Severe wounds are an urgent, unaddressed health need in resource-constrained settings. The incidence of these wounds exceeds 110 million worldwide and is growing due to an increase in diseases associated with chronic wounds—diabetes, cardiovascular disease, and obesity—and an aging global population. In the U.S., conservative estimates exceed $28 billion spent each year treating chronic wounds as a primary diagnosis. In developing world settings, etiological factors that lead to severe wounds are compounded by parasitic, bacterial, viral exposure, and road accidents. In both developed and developing world settings, these open wounds are an enormous cause of morbidity and impose a significant financial burden on patients and their families, especially as non-healing wounds may lead to prolonged disability and prevent a return to employment. The negative socio-economic impact of a chronic wound places a strain on the individual, family, and healthcare system. Without access to adequate wound care treatment in resource-constrained settings, patients suffer from long and costly healing processes. Quality of life is worsened by pain, emotional stress, impaired physical mobility, and often isolation. Direct healthcare costs and opportunity costs in an absence from work and/or loss of employment can devastate a patient's entire family. Hospital systems, outpatient facilities, and home-care settings are burdened with overcrowding and excessive resource requirements.
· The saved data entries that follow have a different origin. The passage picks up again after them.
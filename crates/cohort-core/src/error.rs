//! Error taxonomy shared by every cohort component.
//!
//! Only [`CoreError::Conflict`] and repeated [`CoreError::UnreachableMember`]
//! represent degraded service visible to callers; the remaining variants are
//! ordinary operation failures.

use std::fmt;

use serde::Deserialize;
use serde::Serialize;
use thiserror::Error;

use crate::ids::MetadataCollectionId;

/// What kind of object a conflict was detected on.
#[derive(Debug, Clone, Copy, PartialEq, Eq, Hash, Serialize, Deserialize)]
#[serde(rename_all = "snake_case")]
pub enum ConflictKind {
    /// Two members claim the same metadata collection id.
    Registration,
    /// Two incompatible definitions share a TypeDef name.
    TypeDef,
    /// An instance event contradicts the instance's home.
    Instance,
}

impl fmt::Display for ConflictKind {
    fn fmt(&self, f: &mut fmt::Formatter<'_>) -> fmt::Result {
        let s = match self {
            ConflictKind::Registration => "registration",
            ConflictKind::TypeDef => "typedef",
            ConflictKind::Instance => "instance",
        };
        f.write_str(s)
    }
}

/// Errors produced by cohort components.
#[derive(Debug, Clone, Error, PartialEq, Eq)]
pub enum CoreError {
    /// Incompatible claims from two members. Never resolved silently.
    #[error("{kind} conflict: {reason}")]
    Conflict {
        /// Object the conflict concerns.
        kind: ConflictKind,
        /// Human-readable description of the conflict.
        reason: String,
    },

    /// A versioned update did not apply to the expected prior version.
    #[error("version mismatch for {subject}: expected {expected}, found {actual}")]
    VersionMismatch {
        /// Name or GUID of the object being updated.
        subject: String,
        /// Version the update was bound to.
        expected: u64,
        /// Version actually held.
        actual: u64,
    },

    /// A remote member could not be reached within the call bound.
    #[error("member {member} unreachable: {reason}")]
    UnreachableMember {
        member: MetadataCollectionId,
        reason: String,
    },

    /// Invalid offset or limit on a paged query.
    #[error("invalid paging parameters: offset={offset}, limit={limit}")]
    PagingError { offset: i64, limit: i64 },

    /// An event could not be decoded or failed validation.
    #[error("malformed event: {reason}")]
    MalformedEvent { reason: String },

    /// The named object does not exist.
    #[error("{kind} not found: {id}")]
    NotFound { kind: String, id: String },

    /// A caller supplied an invalid argument.
    #[error("invalid parameter {name}: {reason}")]
    InvalidParameter { name: String, reason: String },

    /// The operation was cancelled by its caller.
    #[error("operation cancelled")]
    Cancelled,

    /// Durable state could not be read or written.
    #[error("storage failure: {reason}")]
    Storage { reason: String },
}

impl CoreError {
    pub fn conflict(kind: ConflictKind, reason: impl Into<String>) -> Self {
        CoreError::Conflict {
            kind,
            reason: reason.into(),
        }
    }

    pub fn malformed(reason: impl Into<String>) -> Self {
        CoreError::MalformedEvent { reason: reason.into() }
    }

    pub fn not_found(kind: impl Into<String>, id: impl fmt::Display) -> Self {
        CoreError::NotFound {
            kind: kind.into(),
            id: id.to_string(),
        }
    }

    pub fn invalid(name: impl Into<String>, reason: impl Into<String>) -> Self {
        CoreError::InvalidParameter {
            name: name.into(),
            reason: reason.into(),
        }
    }

    pub fn storage(reason: impl fmt::Display) -> Self {
        CoreError::Storage {
            reason: reason.to_string(),
        }
    }

    /// Whether this error signals degraded cohort service to callers.
    pub fn is_degraded_service(&self) -> bool {
        matches!(self, CoreError::Conflict { .. } | CoreError::UnreachableMember { .. })
    }
}

/// Validate paging parameters and convert them to indexes.
///
/// `offset` must be non-negative and `limit` strictly positive and no
/// larger than `max_limit`.
pub fn validate_paging(offset: i64, limit: i64, max_limit: usize) -> Result<(usize, usize), CoreError> {
    if offset < 0 || limit <= 0 || limit as u64 > max_limit as u64 {
        return Err(CoreError::PagingError { offset, limit });
    }
    Ok((offset as usize, limit as usize))
}

#[cfg(test)]
mod tests {
    use super::*;

    #[test]
    fn test_validate_paging_accepts_bounds() {
        assert_eq!(validate_paging(0, 1, 10).unwrap(), (0, 1));
        assert_eq!(validate_paging(5, 10, 10).unwrap(), (5, 10));
    }

    #[test]
    fn test_validate_paging_rejects_negative_offset_and_bad_limits() {
        assert_eq!(validate_paging(-1, 5, 10), Err(CoreError::PagingError { offset: -1, limit: 5 }));
        assert!(validate_paging(0, 0, 10).is_err());
        assert!(validate_paging(0, -3, 10).is_err());
        assert!(validate_paging(0, 11, 10).is_err());
    }

    #[test]
    fn test_degraded_service_signals() {
        assert!(CoreError::conflict(ConflictKind::TypeDef, "x").is_degraded_service());
        assert!(!CoreError::Cancelled.is_degraded_service());
    }

    #[test]
    fn test_display_mentions_kind() {
        let err = CoreError::conflict(ConflictKind::Registration, "id clash");
        assert_eq!(err.to_string(), "registration conflict: id clash");
    }
}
Therapeutic challenges in wound healing amplify this devastating crisis. Highly orchestrated and specialized procedures are required to treat these chronic wounds. This dynamic process involves the removal of debris, control of infection, reduction of inflammation to clear the area for angiogenesis, deposition of granulation tissue, wound contraction and maturation—a sequence leading to repair and closure. A failure in just one step of this complex process may inhibit healing progression. Neglect present in wound care can lead to further morbidity and increase mortality rates. The cascade effect from infection to systemic complications, extensive hospitalization, amputation and death is inevitable if there is no effective intervention.
The current standard in wound care in many resource-constrained settings is limited to daily gauze dressing wraps and debridement. As gauze dressings are non-occlusive, or permeable to exogenous bacteria, treatment with gauze wraps introduces greater risk of infection, requiring frequent dressing changes and resulting in a prolonged wound healing period. These dressings are also associated with high medical costs, time-consuming care, and patient discomfort.
Negative Pressure Wound Therapy (NPWT) is a clinically validated and market proven method of treating severe wounds. This clinically validated advanced wound management technology addresses the needs of acute, chronic, and postoperative wound care. Typically, the therapy includes a vacuum suction device that applies negative pressure across the surface of a wound through a sealed dressing covering the wound site. The dressing is typically a porous foam or gauze-based material that is fitted to the contours of the wound and covered with an adhesive, airtight film A canister typically connects the dressing and vacuum suction device. A canister is a fluid container that collects and stores fluids pulled out of the wound with negative pressure. The application of continuous negative pressure (suction) over a wound area leads to the removal of exudate (excess fluid), improved vascularization, and creates mechanical forces that stimulate a biological response, leading to significantly faster wound healing. Moreover, NPWT creates a moist microenvironment for the wound, conducive to cell proliferation and migration, angiogenesis, and the elimination of necrotic tissue.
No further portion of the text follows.